RIVIERE DU LOUP, Que. -- A washed-up baby beluga prompted a major rescue effort in Quebec last week, highlighting researchers' struggles to reverse the endangered population's decline.

The province's marine mammal emergency response team was called on Thursday after a vacationing family spotted the young beluga on the shoreline in Riviere-du-Loup, about 200 km northeast of Quebec City.

Veterinarians determined it was a newborn female who seemed healthy, according to Josiane Cabana of the Quebec Marine Mammal Emergency Response Network.

"She seemed to be in good shape and quite vigorous, and only a few hours old," she said.

Scientists have been sounding the alarm over the abnormally high number of carcasses belonging to pregnant or lactating females and young calves that have been washing up along the St. Lawrence river in recent years, but Cabana said it's relatively unusual to find one alive and in good condition.

The team made up of members from Quebec's Group for Research and Education on Marine Mammals (GREMM) decided the calf's best chance for survival was to put her in the water near a group of females in the hopes that one of them would adopt her.

The group had previously attempted a similar rescue once before, in 2008, although they never found out if it succeeded.

Cabana said members of the team administered first aid to the young female and kept her skin moist as she was transported to a boat.

She was put back in the water near a group of female belugas after about an hour of searching.

The young calf quickly blended in with the group, but left to swim with a different group soon after.

The team of researchers lost sight of her after that and Cabana said they don't know what happened afterwards.

She described the newborn's chances of survival as "low, to be honest -- but real."

She said females in captivity have been known to adopt orphaned calves, and some have even begun to lactate spontaneously.

The beluga population in the St. Lawrence estuary has been in a slow decline over the past decade, with many deaths seeming to come during calving season.
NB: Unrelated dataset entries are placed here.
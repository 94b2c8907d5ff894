//! Connection-line rendering.
//!
//! The dense segment buffer lives in a storage buffer; the vertex shader
//! expands each candidate pair into a thin camera-independent quad by
//! instance index. Degenerate (inactive) segments collapse to a clipped
//! point, so the draw call never changes size.

use super::{additive_blend, DEPTH_FORMAT};
use crate::connections::LineVertex;

pub(super) struct LinesPipeline {
    pipeline: wgpu::RenderPipeline,
    bind_group: wgpu::BindGroup,
    segment_buffer: wgpu::Buffer,
    segment_count: u32,
}

impl LinesPipeline {
    pub(super) fn new(
        device: &wgpu::Device,
        uniform_buffer: &wgpu::Buffer,
        segment_count: u32,
        surface_format: wgpu::TextureFormat,
    ) -> Self {
        let vertex_stride = std::mem::size_of::<LineVertex>() as u64;
        let segment_buffer = device.create_buffer(&wgpu::BufferDescriptor {
            label: Some("Connection Segment Buffer"),
            size: vertex_stride * 2 * segment_count.max(1) as u64,
            usage: wgpu::BufferUsages::STORAGE | wgpu::BufferUsages::COPY_DST,
            mapped_at_creation: false,
        });

        let bind_group_layout = device.create_bind_group_layout(&wgpu::BindGroupLayoutDescriptor {
            label: Some("Lines Bind Group Layout"),
            entries: &[
                wgpu::BindGroupLayoutEntry {
                    binding: 0,
                    visibility: wgpu::ShaderStages::VERTEX_FRAGMENT,
                    ty: wgpu::BindingType::Buffer {
                        ty: wgpu::BufferBindingType::Uniform,
                        has_dynamic_offset: false,
                        min_binding_size: None,
                    },
                    count: None,
                },
                wgpu::BindGroupLayoutEntry {
                    binding: 1,
                    visibility: wgpu::ShaderStages::VERTEX,
                    ty: wgpu::BindingType::Buffer {
                        ty: wgpu::BufferBindingType::Storage { read_only: true },
                        has_dynamic_offset: false,
                        min_binding_size: None,
                    },
                    count: None,
                },
            ],
        });

        let bind_group = device.create_bind_group(&wgpu::BindGroupDescriptor {
            label: Some("Lines Bind Group"),
            layout: &bind_group_layout,
            entries: &[
                wgpu::BindGroupEntry {
                    binding: 0,
                    resource: uniform_buffer.as_entire_binding(),
                },
                wgpu::BindGroupEntry {
                    binding: 1,
                    resource: segment_buffer.as_entire_binding(),
                },
            ],
        });

        let shader = device.create_shader_module(wgpu::ShaderModuleDescriptor {
            label: Some("Lines Shader"),
            source: wgpu::ShaderSource::Wgsl(LINES_SHADER.into()),
        });

        let pipeline_layout = device.create_pipeline_layout(&wgpu::PipelineLayoutDescriptor {
            label: Some("Lines Pipeline Layout"),
            bind_group_layouts: &[&bind_group_layout],
            push_constant_ranges: &[],
        });

        let pipeline = device.create_render_pipeline(&wgpu::RenderPipelineDescriptor {
            label: Some("Lines Pipeline"),
            layout: Some(&pipeline_layout),
            vertex: wgpu::VertexState {
                module: &shader,
                entry_point: Some("vs_main"),
                buffers: &[],
                compilation_options: Default::default(),
            },
            fragment: Some(wgpu::FragmentState {
                module: &shader,
                entry_point: Some("fs_main"),
                targets: &[Some(wgpu::ColorTargetState {
                    format: surface_format,
                    blend: Some(additive_blend()),
                    write_mask: wgpu::ColorWrites::ALL,
                })],
                compilation_options: Default::default(),
            }),
            primitive: wgpu::PrimitiveState {
                topology: wgpu::PrimitiveTopology::TriangleList,
                strip_index_format: None,
                front_face: wgpu::FrontFace::Ccw,
                cull_mode: None,
                polygon_mode: wgpu::PolygonMode::Fill,
                unclipped_depth: false,
                conservative: false,
            },
            depth_stencil: Some(wgpu::DepthStencilState {
                format: DEPTH_FORMAT,
                depth_write_enabled: false,
                depth_compare: wgpu::CompareFunction::Less,
                stencil: wgpu::StencilState::default(),
                bias: wgpu::DepthBiasState::default(),
            }),
            multisample: wgpu::MultisampleState::default(),
            multiview: None,
            cache: None,
        });

        Self {
            pipeline,
            bind_group,
            segment_buffer,
            segment_count,
        }
    }

    pub(super) fn upload(&self, queue: &wgpu::Queue, vertices: &[LineVertex]) {
        if !vertices.is_empty() {
            queue.write_buffer(&self.segment_buffer, 0, bytemuck::cast_slice(vertices));
        }
    }

    pub(super) fn draw<'pass>(&'pass self, render_pass: &mut wgpu::RenderPass<'pass>) {
        if self.segment_count == 0 {
            return;
        }
        render_pass.set_pipeline(&self.pipeline);
        render_pass.set_bind_group(0, &self.bind_group, &[]);
        render_pass.draw(0..6, 0..self.segment_count);
    }
}

const LINES_SHADER: &str = r#"
struct Uniforms {
    view: mat4x4<f32>,
    proj: mat4x4<f32>,
    model: mat4x4<f32>,
    fog_color: vec3<f32>,
    fog_density: f32,
    base_color: vec3<f32>,
    time: f32,
    highlight_color: vec3<f32>,
    particle_size: f32,
};

@group(0) @binding(0) var<uniform> uniforms: Uniforms;
@group(0) @binding(1) var<storage, read> segments: array<vec4<f32>>;

struct VertexOutput {
    @builtin(position) clip_position: vec4<f32>,
    @location(0) strength: f32,
    @location(1) fade: f32,
};

const LINE_HALF_WIDTH: f32 = 0.02;

@vertex
fn vs_main(
    @builtin(vertex_index) vertex_index: u32,
    @builtin(instance_index) instance_index: u32,
) -> VertexOutput {
    var out: VertexOutput;

    let seg_a = segments[instance_index * 2u];
    let seg_b = segments[instance_index * 2u + 1u];
    let strength = seg_a.w;

    let span = seg_b.xyz - seg_a.xyz;
    if strength < 0.001 || length(span) < 0.0001 {
        out.clip_position = vec4<f32>(0.0, 0.0, -1000.0, 1.0);
        out.strength = 0.0;
        out.fade = 0.0;
        return out;
    }

    let pos_a = (uniforms.model * vec4<f32>(seg_a.xyz, 1.0)).xyz;
    let pos_b = (uniforms.model * vec4<f32>(seg_b.xyz, 1.0)).xyz;

    let line_dir = normalize(pos_b - pos_a);
    var perp = cross(line_dir, vec3<f32>(0.0, 1.0, 0.0));
    if length(perp) < 0.001 {
        perp = cross(line_dir, vec3<f32>(1.0, 0.0, 0.0));
    }
    perp = normalize(perp) * LINE_HALF_WIDTH;

    var pos: vec3<f32>;
    switch vertex_index {
        case 0u: { pos = pos_a - perp; }
        case 1u: { pos = pos_a + perp; }
        case 2u: { pos = pos_b - perp; }
        case 3u: { pos = pos_a + perp; }
        case 4u: { pos = pos_b - perp; }
        default: { pos = pos_b + perp; }
    }

    let view_pos = uniforms.view * vec4<f32>(pos, 1.0);
    let depth = -view_pos.z;

    out.clip_position = uniforms.proj * view_pos;
    out.strength = strength;
    out.fade = exp(-uniforms.fog_density * uniforms.fog_density * depth * depth);
    return out;
}

@fragment
fn fs_main(in: VertexOutput) -> @location(0) vec4<f32> {
    let pulse = 0.3 + 0.2 * sin(uniforms.time * 3.0 + in.strength * 10.0);
    let color = mix(uniforms.base_color, uniforms.highlight_color, in.strength);
    return vec4<f32>(color, pulse * in.strength * in.fade);
}
"#;

#[cfg(test)]
mod tests {
    use super::*;

    #[test]
    fn test_lines_shader_valid() {
        super::super::validate_wgsl(LINES_SHADER).expect("lines WGSL should be valid");
    }
}
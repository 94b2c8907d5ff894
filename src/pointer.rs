//! Pointer state feeding the attraction effect.
//!
//! Cursor-move events write the last known position in normalized device
//! coordinates; the frame callback reads it. Both run on the event-loop
//! thread, so plain fields are enough; a multi-threaded port would need to
//! hand these two floats across with atomics or a channel.

use crate::Vec2;

/// Horizontal deadzone: attraction stays off until the pointer drifts this
/// far from center. Tuned empirically, preserved verbatim.
pub const DEADZONE: f32 = 0.1;

/// World-space radius around the anchor inside which particles are pulled.
pub const CAPTURE_RADIUS: f32 = 3.0;

/// Blend factor for the exponential-smoothing nudge toward the anchor.
pub const INFLUENCE: f32 = 0.12;

/// Scale from normalized pointer coordinates to the world-space anchor.
const ANCHOR_SCALE: Vec2 = Vec2::new(10.0, 5.0);

/// Last known pointer position in normalized device coordinates.
#[derive(Debug, Default, Clone, Copy)]
pub struct Pointer {
    ndc: Vec2,
}

impl Pointer {
    pub fn new() -> Self {
        Self::default()
    }

    /// Record a cursor position in window pixels.
    ///
    /// Maps to roughly [-1, 1] on each axis, y up. Ignored while the window
    /// reports a zero dimension (mid-resize on some platforms).
    pub fn set_position(&mut self, x: f64, y: f64, width: u32, height: u32) {
        if width == 0 || height == 0 {
            return;
        }
        self.ndc.x = (x / width as f64) as f32 * 2.0 - 1.0;
        self.ndc.y = -((y / height as f64) as f32 * 2.0 - 1.0);
    }

    /// Normalized pointer position.
    #[inline]
    pub fn ndc(&self) -> Vec2 {
        self.ndc
    }

    /// Whether the pointer is outside the horizontal deadzone.
    #[inline]
    pub fn active(&self) -> bool {
        self.ndc.x.abs() > DEADZONE
    }

    /// World-space attraction anchor for the current pointer position.
    #[inline]
    pub fn anchor(&self) -> Vec2 {
        self.ndc * ANCHOR_SCALE
    }
}

#[cfg(test)]
mod tests {
    use super::*;

    #[test]
    fn test_ndc_mapping() {
        let mut pointer = Pointer::new();
        pointer.set_position(1536.0, 384.0, 2048, 768);
        assert!((pointer.ndc().x - 0.5).abs() < 1e-6);
        assert!(pointer.ndc().y.abs() < 1e-6);

        // Top-left corner maps to (-1, 1).
        pointer.set_position(0.0, 0.0, 800, 600);
        assert!((pointer.ndc().x + 1.0).abs() < 1e-6);
        assert!((pointer.ndc().y - 1.0).abs() < 1e-6);
    }

    #[test]
    fn test_deadzone() {
        let mut pointer = Pointer::new();
        assert!(!pointer.active());

        pointer.set_position(420.0, 300.0, 800, 600); // ndc.x = 0.05
        assert!(!pointer.active());

        pointer.set_position(600.0, 300.0, 800, 600); // ndc.x = 0.5
        assert!(pointer.active());
    }

    #[test]
    fn test_anchor_scale() {
        let mut pointer = Pointer::new();
        pointer.set_position(600.0, 150.0, 800, 600); // ndc (0.5, 0.5)
        let anchor = pointer.anchor();
        assert!((anchor.x - 5.0).abs() < 1e-5);
        assert!((anchor.y - 2.5).abs() < 1e-5);
    }

    #[test]
    fn test_zero_size_window_ignored() {
        let mut pointer = Pointer::new();
        pointer.set_position(600.0, 150.0, 800, 600);
        let before = pointer.ndc();
        pointer.set_position(100.0, 100.0, 0, 600);
        assert_eq!(pointer.ndc(), before);
    }
}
In 2015, four to six of the 14 carcasses found were newborns and three were females who died while giving birth, according to data compiled by GREMM.

Possible causes suggested by scientists include shrinking ice cover, boat traffic that could cause stress or interrupt communication between mothers and calves, and the decline of the herring population that provides an important food source.

Cabana says two of the four carcasses found on the shores of the St. Lawrence so far this year belong to lactating females.

She said that with less than 900 whales remaining in the St. Lawrence, each one is important -- including the little newborn whose fate remains unknown.

"It's one of the reasons this type of (rescue) effort will be made -- to give belugas a chance, to put all the chances on their side," she said.